_Exercise objective_
Using the listing below, select the lines with the word "clean" and copy them.

_Data listing_
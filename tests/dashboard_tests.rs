// Copyright (c) 2025 Soumyadip Sarkar.
// All rights reserved.
//
// This source code is licensed under the license found in the
// LICENSE file in the root directory of this source tree.

use rust_decimal::Decimal;
use std::fs;
use tempfile::tempdir;
use txdash::aggregator::NoProgress;
use txdash::config::Settings;
use txdash::models::{FileStatus, MetricsRecord};
use txdash::source::FileOrigin;
use txdash::{DashError, Dashboard};

const HEADER: &str = "REPORTTYPE,TRANSACTION_AMOUNT,TRANSACTION_CURRENCY,ACCOUNT_HOLDER_ACCOUNT_ROLE,TRANSACTION_DATE,SERIAL_NO";

fn csv(rows: &[&str]) -> FileOrigin {
    let mut s = String::from(HEADER);
    for r in rows {
        s.push('\n');
        s.push_str(r);
    }
    FileOrigin::memory(s)
}

fn small_windows() -> Settings {
    Settings {
        chunk_size: 16,
        ..Settings::default()
    }
}

fn file_a() -> FileOrigin {
    csv(&["HOC,100,USD,C,05-JAN-23,S1", "IBD,20,MMK,D,05-JAN-23,S2"])
}

fn file_b() -> FileOrigin {
    csv(&["HOC,40,USD,D,06-JAN-23,S1", "WU,0,MMK,C,06-JAN-23,S3"])
}

fn file_c() -> FileOrigin {
    csv(&["IBD,5,USD,C,07-JAN-23,S2", "HOC,1,MMK,C,07-JAN-23,S4"])
}

fn processed(files: &[(&str, FileOrigin)]) -> Dashboard {
    let mut dash = Dashboard::new(small_windows());
    for (name, origin) in files {
        dash.select_file(name, origin.clone()).unwrap();
    }
    dash.process_files(&mut NoProgress).unwrap();
    dash
}

#[test]
fn batch_commits_every_file() {
    let dash = processed(&[("a.csv", file_a()), ("b.csv", file_b())]);
    assert_eq!(dash.processed_count(), 2);
    let m = dash.metrics();
    assert_eq!(m.total_transactions, 4);
    assert_eq!(m.total_amount, Decimal::from(160));
    // S1 appears in both files
    assert_eq!(m.hoc_unique_serial_count, 1);
    assert_eq!(m.total_unique_serial_count, 3);
    for f in dash.files() {
        assert_eq!(f.status, FileStatus::Processed);
        assert_eq!(f.row_count, 2);
    }
}

#[test]
fn duplicate_and_non_csv_names_rejected() {
    let mut dash = Dashboard::new(Settings::default());
    dash.select_file("a.csv", file_a()).unwrap();
    let err = dash.select_file("a.csv", file_b()).unwrap_err();
    assert!(matches!(err, DashError::DuplicateFile(ref n) if n == "a.csv"));
    assert!(err.to_string().contains("already been uploaded"));

    let err = dash.select_file("notes.txt", file_b()).unwrap_err();
    assert!(matches!(err, DashError::NotCsv(_)));
    dash.select_file("UPPER.CSV", file_b()).unwrap();
    assert_eq!(dash.files().len(), 2);
}

#[test]
fn removal_matches_fresh_session_without_the_file() {
    let mut dash = processed(&[("a.csv", file_a()), ("b.csv", file_b()), ("c.csv", file_c())]);
    let outcome = dash.remove_file("a.csv").unwrap();
    assert_eq!(outcome.status, FileStatus::Removed);

    let fresh = processed(&[("b.csv", file_b()), ("c.csv", file_c())]);
    assert_eq!(dash.metrics(), fresh.metrics());
    // S1 and S2 are still held by b and c
    assert_eq!(dash.unique_counts().total, 4);
    assert_eq!(dash.processed_count(), 2);
}

#[test]
fn removed_record_keeps_its_data() {
    let mut dash = processed(&[("a.csv", file_a()), ("b.csv", file_b())]);
    dash.remove_file("a.csv").unwrap();

    let a = dash.file("a.csv").unwrap();
    assert_eq!(a.status, FileStatus::Removed);
    assert_eq!(a.metrics.total_transactions, 2);
    assert_eq!(a.metrics.total_amount, Decimal::from(120));
    assert_eq!(a.row_count, 2);
    assert_eq!(a.processed_row_count, 2);
    assert!(a.serials.hoc.contains("S1"));
    assert!(a.serials.ibd.contains("S2"));
    assert_eq!(a.sample_rows.len(), 2);

    // the kept data no longer feeds the totals
    let fresh = processed(&[("b.csv", file_b())]);
    assert_eq!(dash.metrics(), fresh.metrics());
    assert_eq!(dash.processed_count(), 1);
}

#[test]
fn second_removal_deletes_record() {
    let mut dash = processed(&[("a.csv", file_a()), ("b.csv", file_b())]);
    assert_eq!(dash.remove_file("b.csv").unwrap().status, FileStatus::Removed);
    assert_eq!(dash.file("b.csv").unwrap().status, FileStatus::Removed);
    assert_eq!(dash.remove_file("b.csv").unwrap().status, FileStatus::Deleted);
    assert!(dash.file("b.csv").is_none());

    let err = dash.remove_file("b.csv").unwrap_err();
    assert!(matches!(err, DashError::UnknownFile(_)));
    // the name stays taken for the rest of the session
    assert!(matches!(
        dash.select_file("b.csv", file_b()),
        Err(DashError::DuplicateFile(_))
    ));
}

#[test]
fn removing_last_active_file_clears_dashboard() {
    let mut dash = processed(&[("a.csv", file_a())]);
    assert!(!dash.table().is_empty());
    dash.remove_file("a.csv").unwrap();
    assert_eq!(dash.metrics(), &MetricsRecord::default());
    assert!(dash.table().is_empty());
    assert_eq!(dash.files().len(), 1);
}

#[test]
fn unprocessed_file_can_be_removed() {
    let mut dash = Dashboard::new(Settings::default());
    dash.select_file("a.csv", file_a()).unwrap();
    assert_eq!(dash.remove_file("a.csv").unwrap().status, FileStatus::Removed);
    let report = dash.process_files(&mut NoProgress).unwrap();
    assert!(report.processed.is_empty());
    assert_eq!(dash.metrics().total_transactions, 0);
}

#[test]
fn second_batch_only_processes_new_files() {
    let mut dash = processed(&[("a.csv", file_a())]);
    dash.select_file("b.csv", file_b()).unwrap();
    let report = dash.process_files(&mut NoProgress).unwrap();
    assert_eq!(report.processed.len(), 1);
    assert_eq!(report.processed[0].name, "b.csv");
    assert_eq!(dash.metrics().total_transactions, 4);
}

#[test]
fn busy_gate_blocks_processing_and_removal() {
    let mut dash = processed(&[("a.csv", file_a())]);
    dash.select_file("b.csv", file_b()).unwrap();

    let gate = dash.processing_gate();
    let guard = gate.try_enter().unwrap();
    assert!(matches!(dash.process_files(&mut NoProgress), Err(DashError::Busy)));
    assert!(matches!(dash.remove_file("a.csv"), Err(DashError::Busy)));
    assert!(matches!(dash.select_file("c.csv", file_c()), Err(DashError::Busy)));
    assert!(matches!(gate.try_enter(), Err(DashError::Busy)));
    drop(guard);

    dash.process_files(&mut NoProgress).unwrap();
    assert_eq!(dash.processed_count(), 2);
}

#[test]
fn io_failure_halts_batch_and_requeues_file() {
    let dir = tempdir().unwrap();
    let path = dir.path().join("gone.csv");
    fs::write(&path, format!("{}\nHOC,1,USD,C,05-JAN-23,S9\n", HEADER)).unwrap();

    let mut dash = Dashboard::new(Settings::default());
    dash.select_file("a.csv", file_a()).unwrap();
    dash.select_path(&path).unwrap();
    dash.select_file("c.csv", file_c()).unwrap();
    fs::remove_file(&path).unwrap();

    let err = dash.process_files(&mut NoProgress).unwrap_err();
    assert!(matches!(err, DashError::FileRead { ref file, .. } if file == "gone.csv"));
    assert_eq!(dash.file("a.csv").unwrap().status, FileStatus::Processed);
    assert_eq!(dash.file("gone.csv").unwrap().status, FileStatus::Unprocessed);
    assert_eq!(dash.file("c.csv").unwrap().status, FileStatus::Unprocessed);
    assert_eq!(dash.metrics().total_transactions, 2);
    assert!(!dash.processing_gate().is_busy());
}

#[test]
fn retried_file_counts_its_rows_once() {
    let dir = tempdir().unwrap();
    let path = dir.path().join("late.csv");
    let content = format!(
        "{}\nHOC,7,USD,C,05-JAN-23,S7\nIBD,3,MMK,D,08-JAN-23,S8\n",
        HEADER
    );
    fs::write(&path, &content).unwrap();

    let mut dash = Dashboard::new(small_windows());
    dash.select_file("a.csv", file_a()).unwrap();
    dash.select_path(&path).unwrap();
    fs::remove_file(&path).unwrap();
    assert!(dash.process_files(&mut NoProgress).is_err());
    let only_a = processed(&[("a.csv", file_a())]);
    assert_eq!(dash.table().rows(), only_a.table().rows());

    fs::write(&path, &content).unwrap();
    let report = dash.process_files(&mut NoProgress).unwrap();
    assert_eq!(report.processed.len(), 1);
    assert_eq!(report.processed[0].name, "late.csv");

    let clean = processed(&[
        ("a.csv", file_a()),
        ("late.csv", FileOrigin::memory(content.clone())),
    ]);
    assert_eq!(dash.table().rows(), clean.table().rows());
    assert_eq!(dash.metrics(), clean.metrics());
}

#[test]
fn reset_keeps_names_taken() {
    let mut dash = processed(&[("a.csv", file_a())]);
    dash.reset().unwrap();
    assert!(dash.files().is_empty());
    assert_eq!(dash.metrics(), &MetricsRecord::default());
    assert!(dash.table().is_empty());
    assert!(matches!(
        dash.select_file("a.csv", file_a()),
        Err(DashError::DuplicateFile(_))
    ));
}

#[test]
fn filter_applies_to_metrics_and_table() {
    let mut dash = Dashboard::new(small_windows()).with_filter(txdash::chunk::RowFilter {
        currency: Some("MMK".into()),
        report_type: None,
    });
    dash.select_file("a.csv", file_a()).unwrap();
    dash.process_files(&mut NoProgress).unwrap();
    assert_eq!(dash.metrics().total_transactions, 1);
    assert_eq!(dash.metrics().hoc.total.count, 0);
    let row = &dash.table().rows()[0];
    assert_eq!(row.hoc_credit_count, 0);
    assert_eq!(row.ibd_debit_count, 1);
}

_Answer to the problem_
    let clean = processed(&[
    assert_eq!(dash.table().rows(), clean.table().rows());
    assert_eq!(dash.metrics(), clean.metrics());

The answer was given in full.